TobyBaril / EarlGrey

Earl Grey: A fully automated TE curation and annotation pipeline
Other
139 stars 20 forks source link

unclassified TE #133

Closed PengfeiInTuebingen closed 2 months ago

PengfeiInTuebingen commented 2 months ago

Hi, Very cool tool! I successfuly run earlgrey with my genome, it's a brown algae genome, i got the summary files, i found there is a big proportion of unclassified TE in my genome, attached is the pie plot of the summary file, i would like to know what are those unclassified TEs, do you have any suggestion for this? Thanks in advance! image

Pf

TobyBaril commented 2 months ago

Hi, As with any non-model/characterised genome, a large proportion of TEs will be unclassified, meaning potential repetitive elements detected in the de novo stage do not share sufficient homology to known TEs in the curated section of Dfam.
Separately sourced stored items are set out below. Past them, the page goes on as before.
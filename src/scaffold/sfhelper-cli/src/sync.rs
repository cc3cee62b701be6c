//! Filesystem helpers for writing template files into a project.

use anyhow::{Context, Result};
use sfhelper_manifest::{STALE_PATHS, SYNC_PATHS};
use std::fs;
use std::io;
use std::path::Path;
use tracing::{debug, warn};
use walkdir::WalkDir;

/// Copy every [`SYNC_PATHS`] entry from `template_dir` over the matching
/// path in `project_dir`. Entries the template does not have are skipped;
/// the first copy failure aborts the sync. Returns the synced entries.
pub fn sync_files(template_dir: &Path, project_dir: &Path) -> Result<Vec<&'static str>> {
    let mut synced = Vec::new();
    for &rel in SYNC_PATHS {
        let from = template_dir.join(rel);
        if !from.exists() {
            warn!(path = rel, "template does not provide this file, skipping");
            continue;
        }
        copy_path(&from, &project_dir.join(rel))
            .with_context(|| format!("Failed to sync {rel} from the template"))?;
        debug!(path = rel, "synced from template");
        synced.push(rel);
    }
    Ok(synced)
}

/// Remove the lock file and installed dependencies from `project_dir`.
pub fn remove_stale(project_dir: &Path) -> Result<()> {
    for rel in STALE_PATHS {
        let path = project_dir.join(rel);
        remove_path(&path).with_context(|| format!("Failed to remove {}", path.display()))?;
    }
    Ok(())
}

/// Remove everything inside `dir`, keeping `dir` itself.
pub fn empty_dir(dir: &Path) -> io::Result<()> {
    for entry in fs::read_dir(dir)? {
        remove_path(&entry?.path())?;
    }
    Ok(())
}

/// Remove a file or directory tree. A missing path is not an error.
pub(crate) fn remove_path(path: &Path) -> io::Result<()> {
    match fs::symlink_metadata(path) {
        Ok(meta) if meta.is_dir() => fs::remove_dir_all(path),
        Ok(_) => fs::remove_file(path),
        Err(e) if e.kind() == io::ErrorKind::NotFound => Ok(()),
        Err(e) => Err(e),
    }
}

/// Copy a file, or a directory recursively, overwriting what is at `to`.
/// Directories are merged into an existing destination directory.
pub fn copy_path(from: &Path, to: &Path) -> io::Result<()> {
    if from.is_dir() {
        copy_tree(from, to)
    } else {
        copy_file(from, to)
    }
}

/// Recursively copy the contents of `from` into `to`, skipping `.git`.
pub fn copy_tree(from: &Path, to: &Path) -> io::Result<()> {
    let walker = WalkDir::new(from)
        .into_iter()
        .filter_entry(|e| e.file_name() != ".git");
    for entry in walker {
        let entry = entry?;
        let rel = entry
            .path()
            .strip_prefix(from)
            .map_err(io::Error::other)?;
        let target = to.join(rel);
        if entry.file_type().is_dir() {
            fs::create_dir_all(&target)?;
        } else {
            copy_file(entry.path(), &target)?;
        }
    }
    Ok(())
}

fn copy_file(from: &Path, to: &Path) -> io::Result<()> {
    if let Some(parent) = to.parent() {
        fs::create_dir_all(parent)?;
    }
    fs::copy(from, to)?;
    Ok(())
}

#[cfg(test)]
mod tests {
    use super::*;

    fn write(path: &Path, content: &str) {
        fs::create_dir_all(path.parent().unwrap()).unwrap();
        fs::write(path, content).unwrap();
    }

    #[test]
    fn copy_tree_merges_into_existing_directory() {
        let tmp = tempfile::tempdir().unwrap();
        let from = tmp.path().join("from");
        let to = tmp.path().join("to");
        write(&from.join("settings.json"), "{\"new\": true}");
        write(&from.join("nested/extensions.json"), "[]");
        write(&from.join(".git/HEAD"), "ref: refs/heads/master");
        write(&to.join("settings.json"), "{\"old\": true}");
        write(&to.join("launch.json"), "{}");

        copy_tree(&from, &to).unwrap();

        assert_eq!(
            fs::read_to_string(to.join("settings.json")).unwrap(),
            "{\"new\": true}"
        );
        assert!(to.join("nested/extensions.json").is_file());
        assert!(to.join("launch.json").is_file(), "unrelated files survive");
        assert!(!to.join(".git").exists());
    }

    #[test]
    fn remove_path_ignores_missing() {
        let tmp = tempfile::tempdir().unwrap();
        remove_path(&tmp.path().join("nope")).unwrap();
    }

    #[test]
    fn empty_dir_keeps_the_directory() {
        let tmp = tempfile::tempdir().unwrap();
        write(&tmp.path().join("a/b.txt"), "b");
        write(&tmp.path().join("c.txt"), "c");
        empty_dir(tmp.path()).unwrap();
        assert!(tmp.path().is_dir());
        assert_eq!(fs::read_dir(tmp.path()).unwrap().count(), 0);
    }
}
To classify these will require some level of manual curation or further inspection. This can be done following the protocols in this paper: https://link.springer.com/article/10.1186/s13100-021-00259-7 with the .strained TE library generated by Earl Grey. This can be accelerated using MCHelper (https://www.biorxiv.org/content/10.1101/2023.10.17.562682v2). Essentially, we do not know enough about the diversity of TEs across eukaryotes, and so beyond model species curated elements are missing, making it difficult to classify them based on homology to curated elements (which are from a very small subset of eukaryotes for the moment). The only way this is going to improve is if the scientific community curates elements and submits them to the databases in Dfam, which will improve over time as more TE libraries are generated for diverse species.